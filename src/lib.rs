//! Rollcall - 蓝牙近场课堂考勤
//!
//! 周期性枚举主机上已配对的蓝牙设备，将设备名映射到学生，
//! 在课表时间窗内连续在场达到要求时长后写入到场记录，
//! 并重算各课程每日的到场人数和应到人数。

pub mod clock;
pub mod config;
pub mod error;
pub mod models;
pub mod observability;
pub mod scanner;
pub mod services;
pub mod storage;
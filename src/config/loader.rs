use crate::config::config::{AppConfig, ScannerBackend, StoreBackend};
use figment::{
    Figment,
    providers::{Env, Format, Serialized, Yaml},
};
use std::path::{Path, PathBuf};

/// 环境变量前缀
const ENV_PREFIX: &str = "ROLLCALL_";

/// 选择预设的环境变量
const ENVIRONMENT_VAR: &str = "ROLLCALL_ENVIRONMENT";

/// 配置加载器
pub struct ConfigLoader;

impl ConfigLoader {
    /// 从默认路径加载配置
    ///
    /// 合并顺序（后者覆盖前者）：
    /// 1. `ROLLCALL_ENVIRONMENT` 选择的预设（development / production / 默认）
    /// 2. ./rollcall.yaml
    /// 3. 环境变量 `ROLLCALL_*`，嵌套字段使用 `__` 分隔
    pub fn load() -> Result<AppConfig, figment::Error> {
        Self::figment(&default_config_path()).extract()
    }

    /// 从指定路径加载配置
    pub fn load_from(path: impl AsRef<Path>) -> Result<AppConfig, figment::Error> {
        Self::figment(path.as_ref()).extract()
    }

    fn figment(path: &Path) -> Figment {
        let environment = std::env::var(ENVIRONMENT_VAR).unwrap_or_default();
        Self::figment_with(path, AppConfig::for_environment(&environment))
    }

    fn figment_with(path: &Path, preset: AppConfig) -> Figment {
        Figment::from(Serialized::defaults(preset))
            .merge(Yaml::file(path))
            .merge(Env::prefixed(ENV_PREFIX).split("__"))
    }

    /// 验证配置
    pub fn validate(config: &AppConfig) -> Result<(), ConfigValidationError> {
        if config.poll.interval_secs == 0 {
            return Err(ConfigValidationError::InvalidInterval);
        }

        if config.poll.step_timeout_secs == 0 {
            return Err(ConfigValidationError::InvalidStepTimeout);
        }

        if config.store.backend == StoreBackend::Rest && config.store.base_url.trim().is_empty() {
            return Err(ConfigValidationError::MissingStoreUrl);
        }

        if config.scanner.backend == ScannerBackend::Bluetoothctl
            && config.scanner.command.trim().is_empty()
        {
            return Err(ConfigValidationError::MissingScannerCommand);
        }

        Ok(())
    }
}

/// 配置验证错误
#[derive(thiserror::Error, Debug)]
pub enum ConfigValidationError {
    #[error("轮询间隔无效，必须大于 0")]
    InvalidInterval,

    #[error("步骤超时无效，必须大于 0")]
    InvalidStepTimeout,

    #[error("REST 存储地址 base_url 未配置")]
    MissingStoreUrl,

    #[error("扫描命令未配置")]
    MissingScannerCommand,
}

/// 获取默认配置文件路径
pub fn default_config_path() -> PathBuf {
    PathBuf::from("rollcall.yaml")
}
use chrono::NaiveDate;
use serde::de::DeserializeOwned;
use serde_json::{Map, Value};
use std::sync::Arc;
use tracing::warn;

use crate::error::{AppError, Result};
use crate::models::attendance::present_status;
use crate::models::{AttendanceRecord, Module, ModuleDayTotals, Student};
use crate::storage::store::{DocumentStore, StorePath};

/// 将 `{id: document}` 形式的集合解析为实体列表（按 ID 排序）
///
/// 单个条目格式错误时记录告警并跳过，不影响其余条目。
fn decode_collection<T, F>(collection: &str, value: Option<Value>, mut assign_id: F) -> Vec<T>
where
    T: DeserializeOwned,
    F: FnMut(&mut T, String),
{
    let Some(Value::Object(entries)) = value else {
        return Vec::new();
    };

    let mut entries: Vec<(String, Value)> = entries.into_iter().collect();
    entries.sort_by(|a, b| a.0.cmp(&b.0));

    entries
        .into_iter()
        .filter(|(_, raw)| !raw.is_null())
        .filter_map(|(id, raw)| match serde_json::from_value::<T>(raw) {
            Ok(mut entity) => {
                assign_id(&mut entity, id);
                Some(entity)
            }
            Err(e) => {
                warn!(collection, id = %id, error = %e, "Skipping malformed entry");
                None
            }
        })
        .collect()
}

fn to_partial<T: serde::Serialize>(value: &T) -> Result<Map<String, Value>> {
    match serde_json::to_value(value)? {
        Value::Object(map) => Ok(map),
        other => Err(AppError::Serialization(format!(
            "expected an object, got {other}"
        ))),
    }
}

/// 学生仓储
#[derive(Clone)]
pub struct StudentRepository {
    store: Arc<dyn DocumentStore>,
}

impl StudentRepository {
    pub fn new(store: Arc<dyn DocumentStore>) -> Self {
        Self { store }
    }

    /// 列出所有学生
    pub async fn list(&self) -> Result<Vec<Student>> {
        let value = self.store.read(&StorePath::students()).await?;
        Ok(decode_collection("students", value, |s: &mut Student, id| {
            s.id = id
        }))
    }

    /// 读取学生某日的出勤记录
    pub async fn attendance_on(
        &self,
        student_id: &str,
        date: NaiveDate,
    ) -> Result<Option<AttendanceRecord>> {
        let value = self
            .store
            .read(&StorePath::attendance(student_id, date))
            .await?;
        Ok(value.as_ref().and_then(AttendanceRecord::from_value))
    }

    /// 用按课程 ID 的映射整体替换某日出勤记录
    pub async fn replace_attendance(
        &self,
        student_id: &str,
        date: NaiveDate,
        entries: Map<String, Value>,
    ) -> Result<()> {
        self.store
            .write(&StorePath::attendance(student_id, date), &Value::Object(entries))
            .await
    }

    /// 在某日出勤记录中写入一门课程的到场状态
    ///
    /// 只合并 `module_id` 这一个键，同日其他课程的记录保持不变。
    pub async fn mark_present(
        &self,
        student_id: &str,
        date: NaiveDate,
        module_id: &str,
        module_name: &str,
    ) -> Result<()> {
        let path = StorePath::attendance(student_id, date);
        let mut partial = Map::new();
        partial.insert(
            module_id.to_string(),
            Value::String(present_status(module_name)),
        );
        self.store.update(&path, &partial).await
    }
}

/// 课程模块仓储
#[derive(Clone)]
pub struct ModuleRepository {
    store: Arc<dyn DocumentStore>,
}

impl ModuleRepository {
    pub fn new(store: Arc<dyn DocumentStore>) -> Self {
        Self { store }
    }

    /// 列出所有课程模块（按 ID 排序）
    pub async fn list(&self) -> Result<Vec<Module>> {
        let value = self.store.read(&StorePath::modules()).await?;
        Ok(decode_collection("modules", value, |m: &mut Module, id| {
            m.id = id
        }))
    }

    /// 根据 ID 获取课程模块
    pub async fn get_by_id(&self, id: &str) -> Result<Option<Module>> {
        let Some(value) = self.store.read(&StorePath::module(id)).await? else {
            return Ok(None);
        };
        let mut module: Module = serde_json::from_value(value)?;
        module.id = id.to_string();
        Ok(Some(module))
    }

    /// 合并写入某日汇总数据
    pub async fn update_day_totals(
        &self,
        module_id: &str,
        date: NaiveDate,
        totals: &ModuleDayTotals,
    ) -> Result<()> {
        let partial = to_partial(totals)?;
        if partial.is_empty() {
            return Ok(());
        }
        self.store
            .update(&StorePath::module_day(module_id, date), &partial)
            .await
    }
}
◇ ◇ ◇ ◇ ◇
Exercise goal: Transcribe the data word for word.

Output for this task:
filename src/lib.rs
//! Rollcall - 蓝牙近场课堂考勤
//!
//! 周期性枚举主机上已配对的蓝牙设备，将设备名映射到学生，
//! 在课表时间窗内连续在场达到要求时长后写入到场记录，
//! 并重算各课程每日的到场人数和应到人数。

pub mod clock;
pub mod config;
pub mod error;
pub mod models;
pub mod observability;
pub mod scanner;
pub mod services;
pub mod storage;
filename src/config/loader.rs
use crate::config::config::{AppConfig, ScannerBackend, StoreBackend};
use figment::{
    Figment,
    providers::{Env, Format, Serialized, Yaml},
};
use std::path::{Path, PathBuf};

/// 环境变量前缀
const ENV_PREFIX: &str = "ROLLCALL_";

/// 选择预设的环境变量
const ENVIRONMENT_VAR: &str = "ROLLCALL_ENVIRONMENT";

/// 配置加载器
pub struct ConfigLoader;

impl ConfigLoader {
    /// 从默认路径加载配置
    ///
    /// 合并顺序（后者覆盖前者）：
    /// 1. `ROLLCALL_ENVIRONMENT` 选择的预设（development / production / 默认）
    /// 2. ./rollcall.yaml
    /// 3. 环境变量 `ROLLCALL_*`，嵌套字段使用 `__` 分隔
    pub fn load() -> Result<AppConfig, figment::Error> {
        Self::figment(&default_config_path()).extract()
    }

    /// 从指定路径加载配置
    pub fn load_from(path: impl AsRef<Path>) -> Result<AppConfig, figment::Error> {
        Self::figment(path.as_ref()).extract()
    }

    fn figment(path: &Path) -> Figment {
        let environment = std::env::var(ENVIRONMENT_VAR).unwrap_or_default();
        Self::figment_with(path, AppConfig::for_environment(&environment))
    }

    fn figment_with(path: &Path, preset: AppConfig) -> Figment {
        Figment::from(Serialized::defaults(preset))
            .merge(Yaml::file(path))
            .merge(Env::prefixed(ENV_PREFIX).split("__"))
    }

    /// 验证配置
    pub fn validate(config: &AppConfig) -> Result<(), ConfigValidationError> {
        if config.poll.interval_secs == 0 {
            return Err(ConfigValidationError::InvalidInterval);
        }

        if config.poll.step_timeout_secs == 0 {
            return Err(ConfigValidationError::InvalidStepTimeout);
        }

        if config.store.backend == StoreBackend::Rest && config.store.base_url.trim().is_empty() {
            return Err(ConfigValidationError::MissingStoreUrl);
        }

        if config.scanner.backend == ScannerBackend::Bluetoothctl
            && config.scanner.command.trim().is_empty()
        {
            return Err(ConfigValidationError::MissingScannerCommand);
        }

        Ok(())
    }
}

/// 配置验证错误
#[derive(thiserror::Error, Debug)]
pub enum ConfigValidationError {
    #[error("轮询间隔无效，必须大于 0")]
    InvalidInterval,

    #[error("步骤超时无效，必须大于 0")]
    InvalidStepTimeout,

    #[error("REST 存储地址 base_url 未配置")]
    MissingStoreUrl,

    #[error("扫描命令未配置")]
    MissingScannerCommand,
}

/// 获取默认配置文件路径
pub fn default_config_path() -> PathBuf {
    PathBuf::from("rollcall.yaml")
}
use chrono::NaiveDate;
use serde::de::DeserializeOwned;
use serde_json::{Map, Value};
use std::sync::Arc;
use tracing::warn;

use crate::error::{AppError, Result};
use crate::models::attendance::present_status;
use crate::models::{AttendanceRecord, Module, ModuleDayTotals, Student};
use crate::storage::store::{DocumentStore, StorePath};

/// 将 `{id: document}` 形式的集合解析为实体列表（按 ID 排序）
///
/// 单个条目格式错误时记录告警并跳过，不影响其余条目。
fn decode_collection<T, F>(collection: &str, value: Option<Value>, mut assign_id: F) -> Vec<T>
where
    T: DeserializeOwned,
    F: FnMut(&mut T, String),
{
    let Some(Value::Object(entries)) = value else {
        return Vec::new();
    };

    let mut entries: Vec<(String, Value)> = entries.into_iter().collect();
    entries.sort_by(|a, b| a.0.cmp(&b.0));

    entries
        .into_iter()
        .filter(|(_, raw)| !raw.is_null())
        .filter_map(|(id, raw)| match serde_json::from_value::<T>(raw) {
            Ok(mut entity) => {
                assign_id(&mut entity, id);
                Some(entity)
            }
            Err(e) => {
                warn!(collection, id = %id, error = %e, "Skipping malformed entry");
                None
            }
        })
        .collect()
}

fn to_partial<T: serde::Serialize>(value: &T) -> Result<Map<String, Value>> {
    match serde_json::to_value(value)? {
        Value::Object(map) => Ok(map),
        other => Err(AppError::Serialization(format!(
            "expected an object, got {other}"
        ))),
    }
}

/// 学生仓储
#[derive(Clone)]
pub struct StudentRepository {
    store: Arc<dyn DocumentStore>,
}

impl StudentRepository {
    pub fn new(store: Arc<dyn DocumentStore>) -> Self {
        Self { store }
    }

    /// 列出所有学生
    pub async fn list(&self) -> Result<Vec<Student>> {
        let value = self.store.read(&StorePath::students()).await?;
        Ok(decode_collection("students", value, |s: &mut Student, id| {
            s.id = id
        }))
    }

    /// 读取学生某日的出勤记录
    pub async fn attendance_on(
        &self,
        student_id: &str,
        date: NaiveDate,
    ) -> Result<Option<AttendanceRecord>> {
        let value = self
            .store
            .read(&StorePath::attendance(student_id, date))
            .await?;
        Ok(value.as_ref().and_then(AttendanceRecord::from_value))
    }

    /// 用按课程 ID 的映射整体替换某日出勤记录
    pub async fn replace_attendance(
        &self,
        student_id: &str,
        date: NaiveDate,
        entries: Map<String, Value>,
    ) -> Result<()> {
        self.store
            .write(&StorePath::attendance(student_id, date), &Value::Object(entries))
            .await
    }

    /// 在某日出勤记录中写入一门课程的到场状态
    ///
    /// 只合并 `module_id` 这一个键，同日其他课程的记录保持不变。
    pub async fn mark_present(
        &self,
        student_id: &str,
        date: NaiveDate,
        module_id: &str,
        module_name: &str,
    ) -> Result<()> {
        let path = StorePath::attendance(student_id, date);
        let mut partial = Map::new();
        partial.insert(
            module_id.to_string(),
            Value::String(present_status(module_name)),
        );
        self.store.update(&path, &partial).await
    }
}

/// 课程模块仓储
#[derive(Clone)]
pub struct ModuleRepository {
    store: Arc<dyn DocumentStore>,
}

impl ModuleRepository {
    pub fn new(store: Arc<dyn DocumentStore>) -> Self {
        Self { store }
    }

    /// 列出所有课程模块（按 ID 排序）
    pub async fn list(&self) -> Result<Vec<Module>> {
        let value = self.store.read(&StorePath::modules()).await?;
        Ok(decode_collection("modules", value, |m: &mut Module, id| {
            m.id = id
        }))
    }

    /// 根据 ID 获取课程模块
    pub async fn get_by_id(&self, id: &str) -> Result<Option<Module>> {
        let Some(value) = self.store.read(&StorePath::module(id)).await? else {
            return Ok(None);
        };
        let mut module: Module = serde_json::from_value(value)?;
        module.id = id.to_string();
        Ok(Some(module))
    }

    /// 合并写入某日汇总数据
    pub async fn update_day_totals(
        &self,
        module_id: &str,
        date: NaiveDate,
        totals: &ModuleDayTotals,
    ) -> Result<()> {
        let partial = to_partial(totals)?;
        if partial.is_empty() {
            return Ok(());
        }
        self.store
            .update(&StorePath::module_day(module_id, date), &partial)
            .await
    }
}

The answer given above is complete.